Petition for Writ of Certiorari to Review Quasi-Judicial Action, Department of Highway Safety and Motor Vehicles:  DRIVER’S LICENSES – enhanced sentencing – statutory intent of Florida Statutes, section 322.28(2)(a)2 – intent of enhanced sentencing is to provide increased and added deprivation of driving privilege upon habitual DUI offenders – although driver’s first DUI conviction happened after second DUI arrest, Department did not err in revoking license for 5 years for receiving a second DUI conviction within a 5-year period - Petition denied. Bernsee v. Dept. of Highway Safety and Motor Vehicles, No. 07-0008AP-88A (Fla. 6th Cir. App. Ct. July 17, 2007).

 

 

IN THE CIRCUIT COURT FOR THE SIXTH JUDICIAL CIRCUIT

IN AND FOR PINELLAS COUNTY, FLORIDA

APPELLATE DIVISION

 

HUNTER CHRISTIAN BERNSEE,

                                    Petitioner,

 

vs.                                                                                               Appeal No. 07-0008AP-88A

                                                                                                   UCN522007AP000008XXXXCV

STATE OF FLORIDA, DEPARTMENT OF

HIGHWAY SAFETY AND MOTOR VEHICLES,

DIVISION OF DRIVER LICENSE

                                    Respondent.

____________________________________________/

 

 

ORDER DENYING PETITION FOR WRIT OF CERTIORARI 

            THIS CAUSE came before the Court on the Petition for Writ of Certiorari, the Response, and the Reply.  Upon consideration of the briefs, the record, and being otherwise fully advised, the Court finds that the Petition must be denied as set forth below.

Case History

            The Petitioner, Hunter Christian Bernsee (Bernsee), seeks review of the Order of License Revocation, Suspension, or Cancellation (Order), entered January 2, 2007, in which the Respondent, Department of Highway Safety and Motor Vehicles (Department), revoked Bernsee’s driving privilege for a period of five years following Bernsee’s second conviction for driving under the influence (DUI).  In reviewing a final order and administrative action taken by the Department, this Court must determine whether the driver was afforded procedural due process, whether the essential requirements of law were observed, and whether the Department’s findings and judgment are supported by competent substantial evidence.  See Vichich v. Department of Highway Safety and Motor Vehicles, 799 So.2d 1069, 1073 (Fla. 2d DCA 2001)(setting forth the standard of review for administrative action taken by the Department).  As Bernsee does not argue that he was denied due process or that the Order is not supported by competent substantial evidence, the Court need not address those prongs.
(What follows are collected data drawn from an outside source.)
//! Compiler: AST → Bytecode
//!
//! Lowers the numeric subset of the language to a [`Program`]. Supported
//! are number and bool constants, operators, assignments, `if`/`cases`,
//! `sum`/`prod` over ranges, statement lists and calls. Function definitions
//! inside the compiled formula are inlined at their call sites; everything
//! else is called through the interpreter.

use std::cell::Cell;
use std::rc::Rc;

use crate::ast::{BinaryOp, CompareOp, LogicalOp, LoopKind, LoopSource, Node, UnaryOp};
use crate::bytecode::{ByteCodeEnvironment, ColocatedFunction, Instruction, Program};
use crate::environment::Environment;
use crate::error::{ErrorKind, Result};
use crate::stack::ensure_sufficient_stack;
use crate::value::Value;

/// Where a pending jump should land
#[derive(Debug, Clone, Copy)]
enum JumpTarget {
    Case(usize),
    Else,
    End,
}

/// The bytecode compiler
pub struct Compiler<'env> {
    env: &'env Environment,
    locals: ByteCodeEnvironment,
    program: Program,
}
The record shows that Bernsee was arrested for DUI on March 24, 2006, and again on May 19, 2006.  On December 13, 2006, Bernsee was convicted of DUI for both offenses.  On January 2, 2007, the Department revoked Bernsee’s driving privilege for a period of five years for receiving a second DUI conviction within a 5-year period.  Bersee argues that the Department departed from the essential requirements of law in revoking his driver’s license for a period of 5 years when his second DUI offense happened before his first DUI conviction.

Statutory Construction

Pertinent to this issue is Florida Statutes, section 322.28(2)(a)2., which states:

Upon a second conviction for an offense that occurs within a period of 5 years after the date of a prior conviction for a violation of the provisions of s. 316.193 or former s. 316.1931 or a combination of such sections, the driver’s license or driving privilege shall be revoked for not less than 5 years.  (emphasis added).

 

In reviewing this section, before principles of statutory construction are applied, the Court must first apply the plain and ordinary meaning of the words used unless this would lead to an unreasonable result or a result clearly contrary to legislative intent.  See State v. Burris, 875 So.2d 408, 410 (Fla. 2004); see also Gallagher v. Manatee County, 927 So.2d 914, 919 (Fla. 2d DCA 2006).  A court’s function is to interpret statutes to give effect to each word and avoid interpretations that would render portions of it useless.  See id.  An agency’s statutory construction is entitled to great weight and a court must defer to an agency’s interpretation of a statute it is charged with enforcing unless it is contrary to law.  See Florida Dept. of Revenue v. Florida Municipal Power Agency, 789 So.2d 320, 324 (Fla.2001); see also Braman Cadillac v. Department of Highway Safety and Motor Vehicles, 584 So.2d 1047, 1050 (Fla. 1st DCA 1991).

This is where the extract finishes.